[Records contained in a dataset]
____

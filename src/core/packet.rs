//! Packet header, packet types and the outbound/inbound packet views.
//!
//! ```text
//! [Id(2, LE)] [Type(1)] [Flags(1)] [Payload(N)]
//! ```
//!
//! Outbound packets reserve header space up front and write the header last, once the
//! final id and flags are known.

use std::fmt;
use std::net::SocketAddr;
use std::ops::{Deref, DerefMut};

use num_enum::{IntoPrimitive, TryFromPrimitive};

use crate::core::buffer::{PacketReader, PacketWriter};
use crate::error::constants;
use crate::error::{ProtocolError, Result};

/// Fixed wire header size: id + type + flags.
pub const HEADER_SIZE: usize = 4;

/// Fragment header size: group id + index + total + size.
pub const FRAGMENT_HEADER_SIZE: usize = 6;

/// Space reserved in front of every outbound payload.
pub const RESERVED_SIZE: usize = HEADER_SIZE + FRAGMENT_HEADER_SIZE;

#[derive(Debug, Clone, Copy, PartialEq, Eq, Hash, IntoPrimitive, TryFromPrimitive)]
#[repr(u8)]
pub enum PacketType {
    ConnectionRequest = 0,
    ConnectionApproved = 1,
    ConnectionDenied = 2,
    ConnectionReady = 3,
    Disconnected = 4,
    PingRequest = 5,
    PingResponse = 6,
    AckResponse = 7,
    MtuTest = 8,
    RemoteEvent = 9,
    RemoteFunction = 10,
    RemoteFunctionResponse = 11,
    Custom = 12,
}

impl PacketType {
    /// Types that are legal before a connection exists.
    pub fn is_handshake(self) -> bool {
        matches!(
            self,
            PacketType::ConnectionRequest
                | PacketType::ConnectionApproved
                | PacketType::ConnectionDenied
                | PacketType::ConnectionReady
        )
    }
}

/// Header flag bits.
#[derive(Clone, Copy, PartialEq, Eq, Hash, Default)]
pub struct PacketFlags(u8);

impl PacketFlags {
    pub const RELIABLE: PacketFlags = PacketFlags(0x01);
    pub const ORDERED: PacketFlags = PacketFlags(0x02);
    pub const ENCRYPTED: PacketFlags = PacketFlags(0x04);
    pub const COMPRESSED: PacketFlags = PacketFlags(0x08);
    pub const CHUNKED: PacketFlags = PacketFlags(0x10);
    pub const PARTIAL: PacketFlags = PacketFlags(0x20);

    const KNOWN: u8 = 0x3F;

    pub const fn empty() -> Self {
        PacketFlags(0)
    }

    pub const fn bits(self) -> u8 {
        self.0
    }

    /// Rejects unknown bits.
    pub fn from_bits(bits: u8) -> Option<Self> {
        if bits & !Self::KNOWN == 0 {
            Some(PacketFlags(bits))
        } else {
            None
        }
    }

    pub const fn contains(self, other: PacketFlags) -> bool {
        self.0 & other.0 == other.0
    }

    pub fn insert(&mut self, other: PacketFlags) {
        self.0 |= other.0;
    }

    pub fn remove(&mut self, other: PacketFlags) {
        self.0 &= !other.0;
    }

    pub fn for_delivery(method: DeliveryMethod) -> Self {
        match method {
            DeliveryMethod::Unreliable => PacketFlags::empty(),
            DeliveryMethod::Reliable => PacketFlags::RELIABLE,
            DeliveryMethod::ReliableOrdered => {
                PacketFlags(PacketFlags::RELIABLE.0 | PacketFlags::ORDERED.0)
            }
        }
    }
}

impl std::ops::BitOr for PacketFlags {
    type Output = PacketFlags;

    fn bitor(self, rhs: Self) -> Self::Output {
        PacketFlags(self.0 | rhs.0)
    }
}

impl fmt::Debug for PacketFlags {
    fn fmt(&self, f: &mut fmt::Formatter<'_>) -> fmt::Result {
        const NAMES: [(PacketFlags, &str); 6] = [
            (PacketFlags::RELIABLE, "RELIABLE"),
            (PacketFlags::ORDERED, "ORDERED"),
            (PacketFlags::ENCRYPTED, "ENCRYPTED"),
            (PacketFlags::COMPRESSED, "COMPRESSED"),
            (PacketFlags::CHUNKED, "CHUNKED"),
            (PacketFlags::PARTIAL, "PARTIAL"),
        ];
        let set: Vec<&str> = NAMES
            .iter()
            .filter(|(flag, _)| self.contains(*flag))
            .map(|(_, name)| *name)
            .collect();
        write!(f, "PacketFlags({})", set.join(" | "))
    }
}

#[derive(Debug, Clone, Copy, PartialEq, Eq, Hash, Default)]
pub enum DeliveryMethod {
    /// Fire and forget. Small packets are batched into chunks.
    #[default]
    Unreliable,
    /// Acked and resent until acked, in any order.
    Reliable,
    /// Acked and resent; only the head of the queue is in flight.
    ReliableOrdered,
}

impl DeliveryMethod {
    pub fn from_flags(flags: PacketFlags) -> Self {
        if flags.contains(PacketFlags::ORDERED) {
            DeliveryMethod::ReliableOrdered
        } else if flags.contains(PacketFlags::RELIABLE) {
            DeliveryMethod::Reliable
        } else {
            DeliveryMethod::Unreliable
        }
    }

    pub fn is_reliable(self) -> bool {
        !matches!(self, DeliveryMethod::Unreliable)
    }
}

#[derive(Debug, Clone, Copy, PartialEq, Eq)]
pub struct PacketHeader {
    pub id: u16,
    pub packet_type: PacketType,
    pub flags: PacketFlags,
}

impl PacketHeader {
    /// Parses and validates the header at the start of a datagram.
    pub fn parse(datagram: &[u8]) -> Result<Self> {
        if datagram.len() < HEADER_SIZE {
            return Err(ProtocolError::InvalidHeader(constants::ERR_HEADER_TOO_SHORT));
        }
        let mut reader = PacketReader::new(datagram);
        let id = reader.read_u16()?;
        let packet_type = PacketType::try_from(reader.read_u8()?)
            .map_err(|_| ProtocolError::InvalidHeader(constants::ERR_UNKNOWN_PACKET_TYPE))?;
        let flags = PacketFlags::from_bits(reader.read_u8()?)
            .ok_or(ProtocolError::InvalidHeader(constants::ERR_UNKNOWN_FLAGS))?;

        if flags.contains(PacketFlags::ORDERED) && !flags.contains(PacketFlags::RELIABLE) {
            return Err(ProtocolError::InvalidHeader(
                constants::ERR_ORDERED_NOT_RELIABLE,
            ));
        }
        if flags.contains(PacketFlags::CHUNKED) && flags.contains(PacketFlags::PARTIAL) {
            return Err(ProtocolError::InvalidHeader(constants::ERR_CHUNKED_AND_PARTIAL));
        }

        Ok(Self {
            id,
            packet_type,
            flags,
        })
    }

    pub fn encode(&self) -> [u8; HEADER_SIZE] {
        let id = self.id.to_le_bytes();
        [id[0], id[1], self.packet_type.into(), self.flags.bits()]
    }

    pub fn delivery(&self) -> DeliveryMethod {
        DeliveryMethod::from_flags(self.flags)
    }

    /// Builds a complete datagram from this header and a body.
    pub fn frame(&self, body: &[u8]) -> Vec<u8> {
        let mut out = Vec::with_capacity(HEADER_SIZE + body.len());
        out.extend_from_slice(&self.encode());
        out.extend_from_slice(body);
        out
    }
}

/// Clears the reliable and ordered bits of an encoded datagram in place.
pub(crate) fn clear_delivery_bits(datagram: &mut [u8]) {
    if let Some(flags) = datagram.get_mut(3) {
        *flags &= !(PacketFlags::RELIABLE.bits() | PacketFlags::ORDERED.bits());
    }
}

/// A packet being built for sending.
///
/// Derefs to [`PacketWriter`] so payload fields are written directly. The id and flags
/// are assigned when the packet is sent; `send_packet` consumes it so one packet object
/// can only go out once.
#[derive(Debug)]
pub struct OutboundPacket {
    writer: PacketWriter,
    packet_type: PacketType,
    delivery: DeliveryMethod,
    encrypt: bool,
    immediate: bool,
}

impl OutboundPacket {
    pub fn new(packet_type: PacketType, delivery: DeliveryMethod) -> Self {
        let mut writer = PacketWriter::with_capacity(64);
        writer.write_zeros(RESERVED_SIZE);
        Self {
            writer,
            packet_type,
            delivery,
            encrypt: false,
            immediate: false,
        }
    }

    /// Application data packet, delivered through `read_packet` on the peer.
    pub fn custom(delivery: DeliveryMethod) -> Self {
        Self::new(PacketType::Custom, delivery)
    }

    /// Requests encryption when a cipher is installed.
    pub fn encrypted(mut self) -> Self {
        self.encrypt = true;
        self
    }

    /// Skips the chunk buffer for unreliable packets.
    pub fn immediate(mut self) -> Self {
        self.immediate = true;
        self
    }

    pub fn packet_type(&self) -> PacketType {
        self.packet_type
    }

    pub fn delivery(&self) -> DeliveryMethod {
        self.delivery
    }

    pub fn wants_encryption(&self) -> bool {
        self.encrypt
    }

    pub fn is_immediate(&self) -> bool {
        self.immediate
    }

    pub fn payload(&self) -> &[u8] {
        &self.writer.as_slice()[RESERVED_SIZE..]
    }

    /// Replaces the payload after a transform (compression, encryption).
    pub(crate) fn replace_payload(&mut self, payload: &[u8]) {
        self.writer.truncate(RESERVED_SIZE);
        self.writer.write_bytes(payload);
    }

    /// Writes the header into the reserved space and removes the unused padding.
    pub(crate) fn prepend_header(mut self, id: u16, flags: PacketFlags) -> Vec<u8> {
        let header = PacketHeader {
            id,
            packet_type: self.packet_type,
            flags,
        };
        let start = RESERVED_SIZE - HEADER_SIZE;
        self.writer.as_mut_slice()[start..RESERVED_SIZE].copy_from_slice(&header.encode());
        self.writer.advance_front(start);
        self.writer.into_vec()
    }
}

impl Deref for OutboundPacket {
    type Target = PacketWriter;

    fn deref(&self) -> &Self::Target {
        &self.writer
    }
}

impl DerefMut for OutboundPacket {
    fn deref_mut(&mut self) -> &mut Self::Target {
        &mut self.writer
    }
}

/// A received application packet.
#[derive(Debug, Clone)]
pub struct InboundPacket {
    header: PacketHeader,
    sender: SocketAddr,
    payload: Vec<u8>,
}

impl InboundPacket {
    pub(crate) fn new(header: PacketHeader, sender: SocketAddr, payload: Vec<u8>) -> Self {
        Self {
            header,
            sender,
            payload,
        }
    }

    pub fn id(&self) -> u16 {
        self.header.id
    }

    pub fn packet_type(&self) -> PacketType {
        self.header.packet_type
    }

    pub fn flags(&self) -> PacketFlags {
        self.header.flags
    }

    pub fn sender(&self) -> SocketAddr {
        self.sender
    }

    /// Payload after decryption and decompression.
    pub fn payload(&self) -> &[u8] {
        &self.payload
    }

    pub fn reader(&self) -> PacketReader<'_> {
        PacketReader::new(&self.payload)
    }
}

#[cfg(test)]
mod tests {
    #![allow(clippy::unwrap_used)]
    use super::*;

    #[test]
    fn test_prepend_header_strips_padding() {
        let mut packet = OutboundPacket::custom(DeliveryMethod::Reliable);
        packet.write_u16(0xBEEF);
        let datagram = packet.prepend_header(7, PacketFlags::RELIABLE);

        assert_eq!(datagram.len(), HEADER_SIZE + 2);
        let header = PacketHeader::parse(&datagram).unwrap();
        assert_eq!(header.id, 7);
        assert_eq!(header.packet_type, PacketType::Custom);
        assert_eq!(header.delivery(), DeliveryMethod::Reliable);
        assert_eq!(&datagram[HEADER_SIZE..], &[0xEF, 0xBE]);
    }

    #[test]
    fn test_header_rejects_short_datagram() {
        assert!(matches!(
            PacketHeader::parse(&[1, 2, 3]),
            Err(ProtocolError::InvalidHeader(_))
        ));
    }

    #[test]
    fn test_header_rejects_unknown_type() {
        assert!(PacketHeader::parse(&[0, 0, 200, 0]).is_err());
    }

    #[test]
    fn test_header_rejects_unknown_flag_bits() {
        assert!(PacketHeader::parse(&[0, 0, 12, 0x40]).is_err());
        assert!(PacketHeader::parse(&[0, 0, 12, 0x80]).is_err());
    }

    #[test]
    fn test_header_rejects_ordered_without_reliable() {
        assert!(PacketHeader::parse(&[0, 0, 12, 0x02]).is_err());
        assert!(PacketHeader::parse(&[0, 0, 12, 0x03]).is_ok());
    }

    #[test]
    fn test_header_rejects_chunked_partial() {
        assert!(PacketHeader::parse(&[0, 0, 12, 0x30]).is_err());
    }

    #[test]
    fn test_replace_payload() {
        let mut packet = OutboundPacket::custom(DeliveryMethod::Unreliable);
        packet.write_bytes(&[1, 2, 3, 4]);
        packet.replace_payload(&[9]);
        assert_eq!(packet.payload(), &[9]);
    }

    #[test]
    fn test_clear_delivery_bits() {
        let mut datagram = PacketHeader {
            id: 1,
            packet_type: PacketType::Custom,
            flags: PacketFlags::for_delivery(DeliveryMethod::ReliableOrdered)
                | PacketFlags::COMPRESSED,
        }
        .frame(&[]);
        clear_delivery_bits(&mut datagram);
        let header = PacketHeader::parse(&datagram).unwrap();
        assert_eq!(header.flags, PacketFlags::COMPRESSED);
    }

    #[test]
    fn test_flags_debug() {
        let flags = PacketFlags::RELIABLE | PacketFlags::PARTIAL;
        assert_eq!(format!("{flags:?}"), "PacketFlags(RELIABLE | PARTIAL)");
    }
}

____

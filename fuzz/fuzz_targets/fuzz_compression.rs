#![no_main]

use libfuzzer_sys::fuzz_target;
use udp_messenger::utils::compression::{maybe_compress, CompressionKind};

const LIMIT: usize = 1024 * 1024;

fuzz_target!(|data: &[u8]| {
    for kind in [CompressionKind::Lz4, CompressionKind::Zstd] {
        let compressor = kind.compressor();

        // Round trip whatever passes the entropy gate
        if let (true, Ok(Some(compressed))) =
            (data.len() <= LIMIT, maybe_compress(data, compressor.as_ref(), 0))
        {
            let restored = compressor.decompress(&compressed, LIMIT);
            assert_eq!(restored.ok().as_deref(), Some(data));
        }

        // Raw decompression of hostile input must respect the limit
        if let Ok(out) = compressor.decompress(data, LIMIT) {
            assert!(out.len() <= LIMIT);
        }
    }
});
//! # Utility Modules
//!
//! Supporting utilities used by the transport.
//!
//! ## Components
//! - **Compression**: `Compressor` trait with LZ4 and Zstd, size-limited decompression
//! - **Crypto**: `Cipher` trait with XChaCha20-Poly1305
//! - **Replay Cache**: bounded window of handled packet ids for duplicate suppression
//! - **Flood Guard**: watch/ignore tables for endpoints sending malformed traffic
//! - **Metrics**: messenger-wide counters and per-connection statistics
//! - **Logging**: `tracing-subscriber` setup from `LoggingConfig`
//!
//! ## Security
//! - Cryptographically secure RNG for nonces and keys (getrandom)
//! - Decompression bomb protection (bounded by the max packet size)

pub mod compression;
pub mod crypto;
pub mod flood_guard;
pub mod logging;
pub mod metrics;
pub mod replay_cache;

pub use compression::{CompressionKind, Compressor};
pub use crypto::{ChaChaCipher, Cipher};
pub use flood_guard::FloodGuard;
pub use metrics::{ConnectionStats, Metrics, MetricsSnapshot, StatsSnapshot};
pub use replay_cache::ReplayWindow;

____

:: What you have to do ::
Where a line above includes "empty", copy that line.

:: Answer to the problem ::
    pub const fn empty() -> Self {
            DeliveryMethod::Unreliable => PacketFlags::empty(),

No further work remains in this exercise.